Counting only the lines below that contain the word "LoggingSettings", what is the total? Give it with no other words.
○ ○ ○ ○ ○ ○ ○
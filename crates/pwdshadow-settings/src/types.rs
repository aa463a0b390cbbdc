//! Settings types.
//!
//! JSON keys are camelCase; every field has a compiled default so a partial
//! file is enough.

use serde::{Deserialize, Serialize};

use pwdshadow_core::attributes::names;
use pwdshadow_core::{Syntax, registry};

use crate::errors::{Result, SettingsError};

/// Engine configuration snapshot.
#[derive(Clone, Debug, PartialEq, Eq, Serialize, Deserialize)]
#[serde(rename_all = "camelCase", default)]
pub struct ShadowSettings {
    /// Let RFC 2307 `shadow*` attributes override generated values.
    pub overrides: bool,
    /// Read age limits from the governing password policy record.
    pub use_policies: bool,
    /// Compute `pwdShadowExpire` when the policy does not say.
    pub auto_expire: bool,
    /// Policy DN for records without their own policy pointer.
    #[serde(skip_serializing_if = "Option::is_none")]
    pub default_policy: Option<String>,
    /// Attribute naming a record's policy; must have DN syntax.
    pub policy_attribute: String,
    /// Log output.
    pub logging: LoggingSettings,
}

impl Default for ShadowSettings {
    fn default() -> Self {
        Self {
            overrides: true,
            use_policies: true,
            auto_expire: false,
            default_policy: None,
            policy_attribute: names::PWD_SHADOW_POLICY_SUBENTRY.to_owned(),
            logging: LoggingSettings::default(),
        }
    }
}

impl ShadowSettings {
    /// Check cross-field constraints.
    pub fn validate(&self) -> Result<()> {
        let reg = registry();
        let Some(at) = reg.lookup(&self.policy_attribute).and_then(|id| reg.get(id)) else {
            return Err(SettingsError::InvalidValue(format!(
                "policyAttribute {:?} is not a known attribute type",
                self.policy_attribute
            )));
        };
        if at.syntax != Syntax::DistinguishedName {
            return Err(SettingsError::InvalidValue(format!(
                "policyAttribute {} must have DN ({}) syntax",
                at.name,
                Syntax::DistinguishedName.oid()
            )));
        }

        if let Some(dn) = &self.default_policy {
            if dn.trim().is_empty() || !dn.contains('=') {
                return Err(SettingsError::InvalidValue(format!(
                    "defaultPolicy {dn:?} is not a distinguished name"
                )));
            }
        }

        Ok(())
    }
}

/// Log output format.
#[derive(Clone, Copy, Debug, Default, PartialEq, Eq, Serialize, Deserialize)]
#[serde(rename_all = "lowercase")]
pub enum LogFormat {
    /// Compact human-readable lines.
    #[default]
    Compact,
    /// One JSON object per line.
    Json,
}

/// Logging settings.
#[derive(Clone, Debug, PartialEq, Eq, Serialize, Deserialize)]
#[serde(rename_all = "camelCase", default)]
pub struct LoggingSettings {
    /// Minimum level (`EnvFilter` directive syntax).
    pub level: String,
    /// Output format.
    pub format: LogFormat,
}

impl Default for LoggingSettings {
    fn default() -> Self {
        Self {
            level: "warn".to_owned(),
            format: LogFormat::Compact,
        }
    }
}

// ─────────────────────────────────────────────────────────────────────────────
// Tests
// ─────────────────────────────────────────────────────────────────────────────

#[cfg(test)]
mod tests {
    use super::*;
    use assert_matches::assert_matches;

    #[test]
    fn defaults_match_overlay() {
        let s = ShadowSettings::default();
        assert!(s.overrides);
        assert!(s.use_policies);
        assert!(!s.auto_expire);
        assert_eq!(s.default_policy, None);
        assert_eq!(s.policy_attribute, "pwdShadowPolicySubentry");
        assert_eq!(s.logging.level, "warn");
        assert!(s.validate().is_ok());
    }

    #[test]
    fn partial_json_keeps_defaults() {
        let s: ShadowSettings = serde_json::from_str(r#"{"overrides": false}"#).unwrap();
        assert!(!s.overrides);
        assert!(s.use_policies);
        assert_eq!(s.logging.format, LogFormat::Compact);
    }

    #[test]
    fn camel_case_keys() {
        let json = serde_json::to_value(ShadowSettings::default()).unwrap();
        assert!(json.get("usePolicies").is_some());
        assert!(json.get("policyAttribute").is_some());
        assert!(json.get("defaultPolicy").is_none());
    }

    #[test]
    fn ppolicy_pointer_is_accepted() {
        let s = ShadowSettings {
            policy_attribute: "pwdPolicySubentry".into(),
            ..ShadowSettings::default()
        };
        assert!(s.validate().is_ok());
    }

    #[test]
    fn non_dn_policy_attribute_rejected() {
        let s = ShadowSettings {
            policy_attribute: "shadowMax".into(),
            ..ShadowSettings::default()
        };
        assert_matches!(s.validate(), Err(SettingsError::InvalidValue(msg)) if msg.contains("DN"));
    }

    #[test]
    fn unknown_policy_attribute_rejected() {
        let s = ShadowSettings {
            policy_attribute: "noSuchAttr".into(),
            ..ShadowSettings::default()
        };
        assert_matches!(s.validate(), Err(SettingsError::InvalidValue(_)));
    }

    #[test]
    fn malformed_default_policy_rejected() {
        let s = ShadowSettings {
            default_policy: Some("  ".into()),
            ..ShadowSettings::default()
        };
        assert_matches!(s.validate(), Err(SettingsError::InvalidValue(_)));

        let s = ShadowSettings {
            default_policy: Some("cn=default,ou=policies,dc=example,dc=org".into()),
            ..ShadowSettings::default()
        };
        assert!(s.validate().is_ok());
    }
}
○ ○ ○ ○ ○ ○ ○
- _Reply_: 4